Creating a Subset Type in TypeScript

April 3rd 2020 TypeScript

TypeScript was designed to formally describe types in any JavaScript code. Because of this, its type system supports much more than a type system of a typical objected oriented language does. Let's say I want to create a type that consists of a subset of members of another type. There are multiple ways how to achieve that.

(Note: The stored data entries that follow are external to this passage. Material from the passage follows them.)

//! 岭回归
//!
//! 特征维度固定为 4，截距通过中心化求得，正规方程用带主元的高斯消元求解。

/// 特征数
pub const FEATURES: usize = 4;

/// 拟合得到的线性模型
#[derive(Debug, Clone, PartialEq)]
pub struct RidgeModel {
    pub weights: [f64; FEATURES],
    pub intercept: f64,
}

impl RidgeModel {
    /// 拟合 `(X, y)`，`alpha` 为 L2 正则系数
    ///
    /// 样本为空、含非有限值或方程奇异时返回 `None`。
    pub fn fit(samples: &[([f64; FEATURES], f64)], alpha: f64) -> Option<Self> {
        if samples.is_empty() {
            return None;
        }
        if samples
            .iter()
            .any(|(x, y)| !y.is_finite() || x.iter().any(|v| !v.is_finite()))
        {
            return None;
        }

        let n = samples.len() as f64;
        let mut x_mean = [0.0; FEATURES];
        let mut y_mean = 0.0;
        for (x, y) in samples {
            for (mean, v) in x_mean.iter_mut().zip(x) {
                *mean += v / n;
            }
            y_mean += y / n;
        }

        // (XᵀX + αI) w = Xᵀy，X 与 y 均已中心化
        let mut a = [[0.0; FEATURES]; FEATURES];
        let mut b = [0.0; FEATURES];
        for (x, y) in samples {
            let xc: Vec<f64> = x.iter().zip(&x_mean).map(|(v, m)| v - m).collect();
            let yc = y - y_mean;
            for i in 0..FEATURES {
                for j in 0..FEATURES {
                    a[i][j] += xc[i] * xc[j];
                }
                b[i] += xc[i] * yc;
            }
        }
        for (i, row) in a.iter_mut().enumerate() {
            row[i] += alpha;
        }

        let weights = solve(a, b)?;
        let intercept = y_mean
            - weights
                .iter()
                .zip(&x_mean)
                .map(|(w, m)| w * m)
                .sum::<f64>();

        Some(Self { weights, intercept })
    }

    pub fn predict(&self, x: &[f64; FEATURES]) -> f64 {
        self.intercept + self.weights.iter().zip(x).map(|(w, v)| w * v).sum::<f64>()
    }
}

fn solve(
    mut a: [[f64; FEATURES]; FEATURES],
    mut b: [f64; FEATURES],
) -> Option<[f64; FEATURES]> {
    for col in 0..FEATURES {
        let pivot = (col..FEATURES).max_by(|&i, &j| a[i][col].abs().total_cmp(&a[j][col].abs()))?;
        if a[pivot][col].abs() < 1e-12 {
            return None;
        }
        a.swap(col, pivot);
        b.swap(col, pivot);

        for row in (col + 1)..FEATURES {
            let factor = a[row][col] / a[col][col];
            for k in col..FEATURES {
                a[row][k] -= factor * a[col][k];
            }
            b[row] -= factor * b[col];
        }
    }

    let mut x = [0.0; FEATURES];
    for row in (0..FEATURES).rev() {
        let tail: f64 = ((row + 1)..FEATURES).map(|k| a[row][k] * x[k]).sum();
        x[row] = (b[row] - tail) / a[row][row];
    }

    x.iter().all(|v| v.is_finite()).then_some(x)
}

#[cfg(test)]
mod tests {
    use super::*;

    #[test]
    fn test_single_feature_fit() {
        // 只有第一个特征变化：y = 10 - 2x
        let samples: Vec<_> = (0..3)
            .flat_map(|_| 1..=4)
            .map(|size| ([size as f64, 20.0, 10.0, 50.0], 10.0 - 2.0 * size as f64))
            .collect();
        let model = RidgeModel::fit(&samples, 1.0).unwrap();

        assert!((model.weights[0] + 1.875).abs() < 1e-9);
        assert!(model.weights[1..].iter().all(|w| w.abs() < 1e-12));
        assert!((model.intercept - 9.6875).abs() < 1e-9);
        assert!((model.predict(&[2.0, 20.0, 10.0, 50.0]) - 5.9375).abs() < 1e-9);
    }

    #[test]
    fn test_rejects_bad_input() {
        assert!(RidgeModel::fit(&[], 1.0).is_none());
        assert!(RidgeModel::fit(&[([f64::NAN, 0.0, 0.0, 0.0], 1.0)], 1.0).is_none());
    }

    #[test]
    fn test_solve_with_pivoting() {
        let a = [
            [0.0, 1.0, 0.0, 0.0],
            [1.0, 0.0, 0.0, 0.0],
            [0.0, 0.0, 2.0, 0.0],
            [0.0, 0.0, 0.0, 4.0],
        ];
        let x = solve(a, [3.0, 5.0, 4.0, 8.0]).unwrap();
        assert_eq!(x, [5.0, 3.0, 2.0, 2.0]);
    }
}
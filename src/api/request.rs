use serde::{Deserialize, Serialize};
use std::time::Duration;

/// 聊天消息
#[derive(Debug, Clone, PartialEq, Eq, Serialize, Deserialize)]
pub struct ChatMessage {
    pub role: String,
    pub content: String,
}

impl ChatMessage {
    pub fn system(content: impl Into<String>) -> Self {
        Self {
            role: "system".to_string(),
            content: content.into(),
        }
    }

    pub fn user(content: impl Into<String>) -> Self {
        Self {
            role: "user".to_string(),
            content: content.into(),
        }
    }
}

/// 请求紧急程度
#[derive(Debug, Clone, Copy, PartialEq, Eq, Default, Serialize, Deserialize)]
#[serde(rename_all = "lowercase")]
pub enum Urgency {
    #[default]
    Normal,
    High,
}

/// 自然语言查询请求
#[derive(Debug, Clone)]
pub struct QueryRequest {
    pub query: String,
    /// 调用方计算的上下文指纹，参与缓存键
    pub context_fingerprint: String,
    /// 附加给模型的上下文文本（不参与缓存键）
    pub context: Option<String>,
    pub task_hint: String,
    pub urgency: Urgency,
    /// 显式指定模型，覆盖自动选择
    pub model: Option<String>,
    /// 等待推理结果的截止时间
    pub deadline: Option<Duration>,
}

impl QueryRequest {
    pub fn new(query: impl Into<String>, context_fingerprint: impl Into<String>) -> Self {
        Self {
            query: query.into(),
            context_fingerprint: context_fingerprint.into(),
            context: None,
            task_hint: "general".to_string(),
            urgency: Urgency::Normal,
            model: None,
            deadline: None,
        }
    }

    pub fn with_context(mut self, context: impl Into<String>) -> Self {
        self.context = Some(context.into());
        self
    }

    pub fn with_task(mut self, task_hint: impl Into<String>) -> Self {
        self.task_hint = task_hint.into();
        self
    }

    pub fn with_urgency(mut self, urgency: Urgency) -> Self {
        self.urgency = urgency;
        self
    }

    pub fn with_model(mut self, model: impl Into<String>) -> Self {
        self.model = Some(model.into());
        self
    }

    pub fn with_deadline(mut self, deadline: Duration) -> Self {
        self.deadline = Some(deadline);
        self
    }
}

Taking Advantage of Structural Typing

Type compatibility in TypeScript is based on structural typing. It depends only on the members of the types involved. How the types are related to each other doesn't have any effect. Because of this, I can create a subset type by simply duplicating the members I want it to have:

export interface Book {
  /** Title of the book */
  title: string;
  /** Author of the book */
  author: string;
  /** Book's ISBN13 number */
  ISBN13: string;
  /** Publisher of the book */
  publisher: string;
  /** Number of pages in the book */
  pages: number;
}

export interface BookCover {
  /** Title of the book */
  title: string;
  /** Author of the book */
  author: string;
}

This simple approach has two important downsides:

  • Along with duplicated members, I must also copy the JSDoc comments. If I don't do that, the subset type won't have any documentation for its members.
  • The compiler doesn't know that I want the types to be related. If the copied members (or their JSDoc) change in the full type, I need to manually update the subset type.

The Object-Oriented Way

Object-oriented languages don't allow structural typing. The types must be related to be considered compatible. To create a subset type, type inheritance must be used:

export interface BookCover {
  /** Title of the book */
  title: string;
  /** Author of the book */
  author: string;
}

export interface Book extends BookCover {
  /** Book's ISBN13 number */
  ISBN13: string;
  /** Publisher of the book */
  publisher: string;
  /** Number of pages in the book */
  pages: number;
}

This gets rid of duplicate member definitions but requires the full type to be aware of the subset type. This introduces different downsides:

  • For the full type to extend the subset type, we need control over the full type. This won't be the case if the full type was introduced in an external library or was generated (e.g. from an OpenAPI description of a REST service).
  • The approach becomes difficult to manage if we want to have multiple different subset types for the same full type.

Using Mapped Types

The final approach involves using mapped types to transform members of an existing type:

export interface Book {
  /** Title of the book */
  title: string;
  /** Author of the book */
  author: string;
  /** Book's ISBN13 number */
  ISBN13: string;
  /** Publisher of the book */
  publisher: string;
  /** Number of pages in the book */
  pages: number;
}

export type BookCover = Pick<Book, 'title' | 'author'>;

Although the second generic argument of the Pick type involves strings, they are still type-safe. The compiler will emit an error if there's no member with such a name. So, if a change in the full type affects the subset type, the compiler will tell me about it. I also don't need control over the full type, nor do I have to duplicate the definitions. This approach combines the best parts of the other two approaches.